Taro rescued from looming financial crisis

A white knight in the form of Indian-based Sun Pharmaceuticals, has rescued an Israeli company from a looming financial crisis by investing more than $400m in the company.

Taro Pharmaceuticals, a multinational generic manufacturer with established subsidiaries, manufacturing and products across Israel, Canada and the US, reported in March it expected a "substantial loss" for the year ended December 31, 2006, following pricing pressures and decreased cash flow.

Financially, the company had been in the doldrums following an independent scrutiny over its 2003/2004 books after they were required to be restated in view of errors in estimating the chargebacks from wholesalers and the actual inventory in the drug distribution chain.

The company faced further embarrassment after being de-listed from the NASDAQ at the end of 2006.

Taro had been in the process of shifting some of its product research and development to India in 2005/2006 in a bid to enhance its position in the US market, and had considered increasing its active pharmaceutical ingredients (APIs) sales as one option to lift the business.

But Sun Pharma was the saviour, seeing a gem in Taro and investing $454m (€337m) in the company, and refinancing $224m in net debt.

The two companies also announced they had entered into a separate definitive agreement for Sun Pharma to immediately provide $45m of interim equity financing to Taro by acquiring $7.5m of the company's ordinary shares.

The move provides Sun Pharma with additional manufacturing facilities in Canada and Israel, which adds to the 16 plants the speciality and generic pharmaceutical company already owns.

The deal also means Taro's equity is now valued at $230m or $7.75 per share, which is 27 per cent higher than its May 18, 2007 closing price of $6.10.

While the all-cash deal is still subject to shareholder approval and requisite regulatory clearances, the agreement has been described by a Sun Pharma spokesman as "beneficial" for both companies, with increased capabilities for Sun Pharma, and fund infusion and managerial focus for Taro.

"Taro has good products and manufacturing in two continents, a strong team, and we believe these synergies are complementary with the skill sets at Sun Pharma.

We look forward to filing complex products and unlocking value to grow the business," the spokesman told in-PharmaTechnologist.com.

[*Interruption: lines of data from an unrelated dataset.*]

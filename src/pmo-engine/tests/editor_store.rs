// Copyright 2026 The PMO Lifecycle Authors. All rights reserved.
// Use of this source code is governed by the Apache License,
// Version 2.0, that can be found in the LICENSE file.

//! Editor sessions against the file-backed store: save/load round trips,
//! schema migration, fallback to the template and undo depth.

use std::cell::RefCell;
use std::collections::BTreeSet;
use std::rc::Rc;
use std::time::{Duration, Instant};

use pmo_engine::editor::{
    self, Editor, EditorHooks, FileStorage, FlowGraph, LoadSource, MemoryStorage, NodeType,
    Position, SCHEMA_VERSION, Storage, template_graph,
};
use pmo_engine::{Catalog, EditorConfig, ErrorCode};

const KEY: &str = "pmo-flow-editor";

fn ids(graph: &FlowGraph) -> (BTreeSet<String>, BTreeSet<String>) {
    (
        graph.nodes.iter().map(|n| n.id.clone()).collect(),
        graph.edges.iter().map(|e| e.id.clone()).collect(),
    )
}

fn labels(graph: &FlowGraph) -> Vec<(String, String)> {
    graph
        .nodes
        .iter()
        .map(|n| (n.id.clone(), n.data.label.clone()))
        .collect()
}

fn template() -> FlowGraph {
    template_graph(Catalog::builtin())
}

/// Hooks that record every call as (id, text).
fn recording_hooks() -> (EditorHooks, Rc<RefCell<Vec<(String, String)>>>) {
    let calls: Rc<RefCell<Vec<(String, String)>>> = Rc::default();
    let sink = calls.clone();
    let hook: editor::EditHook =
        Rc::new(move |id: &str, text: &str| sink.borrow_mut().push((id.to_string(), text.to_string())));
    (
        EditorHooks {
            node_text: Some(hook.clone()),
            edge_label: Some(hook),
        },
        calls,
    )
}

#[test]
fn file_store_round_trip_preserves_ids_and_labels() {
    let dir = tempfile::tempdir().unwrap();
    let mut storage = FileStorage::new(dir.path());
    let config = EditorConfig::default();
    let now = Instant::now();

    let mut session = Editor::new(template(), &config, EditorHooks::default());
    let note = session
        .add_node(NodeType::Note, "Budget check", Position::new(300.0, 400.0), now)
        .unwrap();
    session.connect("phase-1", &note, Some("if funded"), now).unwrap();
    session.set_node_label("phase-0", "Intake & Triage", now).unwrap();
    editor::save(&mut storage, KEY, session.graph(), 1_700_000_000_000).unwrap();

    assert!(dir.path().join(format!("{KEY}.json")).exists());

    let loaded = editor::load(&storage, KEY).unwrap().unwrap();
    assert_eq!(ids(&loaded), ids(session.graph()));
    assert_eq!(labels(&loaded), labels(session.graph()));
    assert_eq!(&loaded, session.graph());
}

#[test]
fn hooks_are_stripped_on_save_and_reattached_on_load() {
    let dir = tempfile::tempdir().unwrap();
    let mut storage = FileStorage::new(dir.path());
    let config = EditorConfig::default();
    let now = Instant::now();

    let (hooks, calls) = recording_hooks();
    let mut session = Editor::new(template(), &config, hooks.clone());
    assert!(session.graph().nodes.iter().all(|n| n.data.on_text_edit.is_some()));
    editor::save(&mut storage, KEY, session.graph(), 0).unwrap();

    let raw = storage.get_item(KEY).unwrap().unwrap();
    assert!(!raw.contains("onTextEdit"));
    assert!(!raw.contains("onLabelEdit"));
    assert!(raw.contains(&format!("\"version\":\"{SCHEMA_VERSION}\"")));

    let (loaded, source) = editor::load_or_template(&storage, KEY, template);
    assert!(matches!(source, LoadSource::Stored));
    assert!(loaded.nodes.iter().all(|n| n.data.on_text_edit.is_none()));

    session.replace_graph(loaded);
    session.set_node_label("phase-4", "Build", now).unwrap();
    let edge = session.graph().edges[0].id.clone();
    session.set_edge_label(&edge, Some("approved"), now).unwrap();
    assert_eq!(
        *calls.borrow(),
        vec![
            ("phase-4".to_string(), "Build".to_string()),
            (edge, "approved".to_string()),
        ]
    );
}

#[test]
fn rejected_non_finite_move_keeps_store_loadable() {
    let dir = tempfile::tempdir().unwrap();
    let mut storage = FileStorage::new(dir.path());
    let config = EditorConfig::default();
    let now = Instant::now();

    let mut session = Editor::new(template(), &config, EditorHooks::default());
    let err = session
        .move_node("phase-0", Position::new(f64::NAN, 0.0), now)
        .unwrap_err();
    assert_eq!(err.code, ErrorCode::InvalidPosition);
    session.move_node("phase-0", Position::new(12.0, 34.0), now).unwrap();
    editor::save(&mut storage, KEY, session.graph(), 0).unwrap();

    let (loaded, source) = editor::load_or_template(&storage, KEY, template);
    assert!(matches!(source, LoadSource::Stored), "{source:?}");
    assert_eq!(&loaded, session.graph());
    assert_eq!(
        loaded.node("phase-0").unwrap().position,
        Position::new(12.0, 34.0)
    );
}

#[test]
fn version_one_document_is_migrated() {
    let dir = tempfile::tempdir().unwrap();
    let storage = FileStorage::new(dir.path());
    let v1 = r#"{
        "nodes": [
            {"id": "a", "type": "phase", "position": {"x": 0, "y": 0}, "data": {"text": "Discovery"}},
            {"id": "b", "position": {"x": 150, "y": 0}, "data": {"text": "Planning"}}
        ],
        "edges": [{"id": "e1", "source": "a", "target": "b"}]
    }"#;
    std::fs::write(dir.path().join(format!("{KEY}.json")), v1).unwrap();

    let graph = editor::load(&storage, KEY).unwrap().unwrap();
    assert_eq!(graph.nodes[0].data.label, "Discovery");
    assert_eq!(graph.nodes[1].node_type, NodeType::Note);
    assert_eq!(graph.edges[0].data.label, None);
}

#[test]
fn unusable_store_falls_back_to_template() {
    let dir = tempfile::tempdir().unwrap();
    let storage = FileStorage::new(dir.path());
    let path = dir.path().join(format!("{KEY}.json"));

    let (graph, source) = editor::load_or_template(&storage, KEY, template);
    assert!(matches!(source, LoadSource::Template));
    assert_eq!(graph, template());

    std::fs::write(&path, "{\"nodes\": [").unwrap();
    let (graph, source) = editor::load_or_template(&storage, KEY, template);
    assert_eq!(graph, template());
    match source {
        LoadSource::Recovered(err) => assert_eq!(err.code, ErrorCode::JsonDeserialization),
        other => panic!("expected a recovered load, got {other:?}"),
    }

    // an edge pointing at a missing node
    std::fs::write(
        &path,
        r#"{"nodes": [], "edges": [{"id": "e", "source": "x", "target": "y"}], "timestamp": 0, "version": "2"}"#,
    )
    .unwrap();
    let (_, source) = editor::load_or_template(&storage, KEY, template);
    match source {
        LoadSource::Recovered(err) => assert_eq!(err.code, ErrorCode::DanglingEdge),
        other => panic!("expected a recovered load, got {other:?}"),
    }

    std::fs::write(&path, r#"{"nodes": [], "edges": [], "timestamp": 0, "version": "7"}"#).unwrap();
    let (_, source) = editor::load_or_template(&storage, KEY, template);
    match source {
        LoadSource::Recovered(err) => assert_eq!(err.code, ErrorCode::UnsupportedVersion),
        other => panic!("expected a recovered load, got {other:?}"),
    }
}

#[test]
fn save_over_quota_surfaces_error() {
    let mut storage = MemoryStorage::with_quota(64);
    let err = editor::save(&mut storage, KEY, &template(), 0).unwrap_err();
    assert_eq!(err.code, ErrorCode::QuotaExceeded);
    assert!(storage.get_item(KEY).unwrap().is_none());
}

#[test]
fn n_edits_then_n_undos_restores_initial_graph() {
    let config = EditorConfig::default();
    let t0 = Instant::now();
    // one edit per second, each committed before the next
    let at = |step: u64| t0 + Duration::from_secs(step);
    let settle = |session: &mut Editor, step: u64| {
        assert!(session.tick(at(step) + config.debounce()));
    };
    let initial = template();
    let mut session = Editor::new(initial.clone(), &config, EditorHooks::default());

    session
        .add_node(NodeType::Decision, "Go?", Position::new(10.0, 10.0), at(1))
        .unwrap();
    settle(&mut session, 1);
    session.move_node("phase-2E", Position::new(5.0, 5.0), at(2)).unwrap();
    settle(&mut session, 2);
    session.set_node_label("phase-6", "Wrap-up", at(3)).unwrap();
    settle(&mut session, 3);
    session.delete_node("phase-3E", at(4)).unwrap();
    settle(&mut session, 4);
    session.connect("phase-0", "phase-6", Some("fast track"), at(5)).unwrap();
    settle(&mut session, 5);

    let edited = session.graph().clone();
    assert_ne!(edited, initial);
    assert_eq!(session.history().undo_depth(), 5);

    for _ in 0..5 {
        assert!(session.undo());
    }
    assert!(!session.undo());
    assert_eq!(session.graph(), &initial);

    for _ in 0..5 {
        assert!(session.redo());
    }
    assert_eq!(session.graph(), &edited);
}

#[test]
fn rapid_edits_collapse_into_one_undo_step() {
    let config = EditorConfig::default();
    let t0 = Instant::now();
    let initial = template();
    let mut session = Editor::new(initial.clone(), &config, EditorHooks::default());

    // a drag: many moves inside the debounce window
    for i in 0..20u64 {
        let now = t0 + Duration::from_millis(i * 16);
        session
            .move_node("phase-1", Position::new(i as f64, i as f64), now)
            .unwrap();
    }
    assert!(!session.tick(t0 + Duration::from_millis(19 * 16 + 100)));
    assert!(session.tick(t0 + Duration::from_millis(19 * 16 + 300)));
    assert_eq!(session.history().undo_depth(), 1);

    assert!(session.undo());
    assert_eq!(session.graph(), &initial);
}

In addition to the plants in Israel and Canada, Taro will also be providing more than 100 additional new drug applications (ANDAs) to complement the 111 ANDAs in the pipeline at Sun Pharma, as well as 170 more scientists to add to the 500 plus at the Indian firm.

Taro is also involved in drug discovery with its lead molecule T-2000, a non-sedating barbiturate for tremors, in Phase II studies in Canada.

Sun Pharma chairman and managing director Dilip Shanghvi said in a statement: "This is a good opportunity for Sun and Taro to work together to create increasing value and add a complementary multinational organisation to Sun's business.

We intend to build on Taro's expertise in dermatology and paediatrics along with speciality and generic pharmaceuticals, and over-the-counter products."

The acquisition of Taro follows Sun Pharma's August 2005 purchase of a new 170-acre facility in Hungary, which was to launch the company's ambitions in Europe and around the world, and the September 2005 purchase of a Bryan, Ohio facility in the US from Valeant Pharmaceuticals.

Both acquisitions together cost less than $10m. Also in 2005, Sun Pharma acquired the entire business of fellow Indian pharmaceutical company MJ Pharmaceuticals and took over control of its formulations unit at Haloi in India's western state of Gujarat.